Kevin Chapman, MD, Associate Professor of Pediatrics and Neurology at the University of Colorado in Denver, and his colleagues conducted a retrospective review of 58 children (average age, 7) with catastrophic forms of epilepsy who were receiving artisanal oral cannabis extracts when they came to Children’s Hospital Colorado for care. The investigators found that for one-third of patients, parents reported a seizure reduction of 50% or more, but this report did not correlate with an improvement in the children’s EEGs.

Of the 16 patients who had baseline EEGs before and during treatment with cannabis, two showed signs of improvement. The researchers also noted that the response rate did not change with various strains of cannabis. In addition, families who moved to Colorado for cannibidiol treatment were three times as likely to report seizure reduction of greater than 50% than families who were already in Colorado.

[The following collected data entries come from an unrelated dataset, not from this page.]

//! Application info endpoint.
//!
//! Exposes `/info/v1` returning app name, version, cluster ID and task ID.

use serde::Serialize;
use warp::Filter;
use warp::filters::BoxedFilter;

#[derive(Serialize)]
#[serde(rename_all = "camelCase")]
struct AppInfo {
    app: &'static str,
    version: &'static str,
    cluster_id: &'static str,
    task_id: &'static str,
}

/// Creates the `/info/v1` route returning application metadata as JSON.
pub fn get_info_route() -> BoxedFilter<(impl warp::Reply,)> {
    warp::path!("info" / "v1")
        .and(warp::get())
        .map(|| {
            warp::reply::json(&AppInfo {
                app: crate::APP_NAME.as_str(),
                version: crate::APP_VERSION.as_str(),
                cluster_id: crate::CLUSTER_ID.as_str(),
                task_id: crate::TASK_ID.as_str(),
            })
        })
        .boxed()
}

#[cfg(test)]
mod tests {
    use super::*;

    #[tokio::test]
    async fn info_reports_the_application() {
        let response = warp::test::request()
            .path("/info/v1")
            .reply(&get_info_route())
            .await;

        assert_eq!(response.status(), 200);
        let body: serde_json::Value = serde_json::from_slice(response.body()).unwrap();
        assert_eq!(body["app"], crate::APP_NAME.as_str());
        assert!(body["clusterId"].is_string());
        assert!(body["taskId"].is_string());
    }
}
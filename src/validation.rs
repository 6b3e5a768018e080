//! Input checks shared by the resolvers and the HTTP layer.
//!
//! Failed checks yield `Validation` errors, which the HTTP layer maps to `400 Bad Request`.

use crate::error::ErrorKind;
use crate::forum_bail;
use regex::Regex;
use std::sync::LazyLock;

pub const MAX_TOPIC_LENGTH: usize = 64;
pub const MAX_USERNAME_LENGTH: usize = 64;
pub const MAX_TITLE_LENGTH: usize = 300;
pub const MAX_BODY_LENGTH: usize = 40_000;
pub const MAX_IMAGE_LENGTH: usize = 2048;
pub const MAX_COMMENT_LENGTH: usize = 10_000;

pub fn is_valid_str(data: &str, min_length: usize, max_length: usize) -> bool {
    let len = data.chars().count();
    len >= min_length && len <= max_length
}

pub fn validate_str<S: AsRef<str>>(
    field_name: &str,
    data: S,
    min_length: usize,
    max_length: usize,
) -> anyhow::Result<S> {
    if !is_valid_str(data.as_ref(), min_length, max_length) {
        forum_bail!(
            ErrorKind::Validation,
            "'{}' must be between {} and {} characters long",
            field_name,
            min_length,
            max_length
        );
    }

    Ok(data)
}

/// Allowed: a-z, A-Z, 0-9, _, -, :, /, .
static VALID_ID_REGEX: LazyLock<Regex> =
    LazyLock::new(|| Regex::new(r"^[a-zA-Z0-9_\-:/.]{1,128}$").expect("Invalid regex"));

pub fn is_valid_id(id: &str) -> bool {
    VALID_ID_REGEX.is_match(id)
}

pub fn validate_id<S: AsRef<str>>(field_name: &str, id: S) -> anyhow::Result<S> {
    if !is_valid_id(id.as_ref()) {
        forum_bail!(
            ErrorKind::Validation,
            "'{}' must only contain letters, digits, '_', '-', ':', '/' or '.'",
            field_name
        );
    }

    Ok(id)
}

/// Topics end up inside index keys, so they must not contain the key delimiter.
pub fn validate_topic<S: AsRef<str>>(topic: S) -> anyhow::Result<S> {
    let topic = validate_str("topic", topic, 1, MAX_TOPIC_LENGTH)?;
    if topic.as_ref().contains('#') || topic.as_ref().trim() != topic.as_ref() {
        forum_bail!(
            ErrorKind::Validation,
            "'topic' must neither contain '#' nor leading or trailing whitespace"
        );
    }

    Ok(topic)
}

pub fn validate_username<S: AsRef<str>>(username: S) -> anyhow::Result<S> {
    let username = validate_str("username", username, 1, MAX_USERNAME_LENGTH)?;
    if username.as_ref().trim().is_empty() {
        forum_bail!(ErrorKind::Validation, "'username' must not be blank");
    }

    Ok(username)
}

#[cfg(test)]
mod tests {
    use super::*;
    use crate::error::kind_of;

    #[test]
    fn string_lengths_are_bounded() {
        assert!(is_valid_str("abc", 1, 3));
        assert!(!is_valid_str("", 1, 3));
        assert!(!is_valid_str("abcd", 1, 3));
        assert!(is_valid_str("äöü", 1, 3));

        let err = validate_str("title", "", 1, 10).unwrap_err();
        assert_eq!(kind_of(&err), Some(ErrorKind::Validation));
    }

    #[test]
    fn ids_accept_generated_and_vote_ids() {
        assert!(is_valid_id("BCDF0123456789BCDF0123456789BCDF"));
        assert!(is_valid_id("p1.0123456789abcdef0123456789abcdef"));
        assert!(!is_valid_id(""));
        assert!(!is_valid_id("POST#p1"));
        assert!(!is_valid_id("with space"));
    }

    #[test]
    fn topics_reject_key_delimiters() {
        assert!(validate_topic("golang").is_ok());
        assert!(validate_topic("rust lang").is_ok());
        assert!(validate_topic("go#lang").is_err());
        assert!(validate_topic(" go").is_err());
        assert!(validate_topic("").is_err());
    }

    #[test]
    fn blank_usernames_are_rejected() {
        assert!(validate_username("alice").is_ok());
        let err = validate_username("   ").unwrap_err();
        assert_eq!(kind_of(&err), Some(ErrorKind::Validation));
    }
}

Adverse effects occurred in 47% of the patients. Approximately 21% of patients had increased seizures or new seizures, 14% had somnolence or fatigue, and 10% had rare adverse events of developmental regression. One patient needed intubation, and one patient died.

“This substantial gap between the clinical observations and various anecdotal reports highlighted in popular media underscores the desperate need shared by the entire epilepsy community for robust scientific evidence regarding the potential benefit and risks of marijuana in people with epilepsy,” said Dr. Chapman.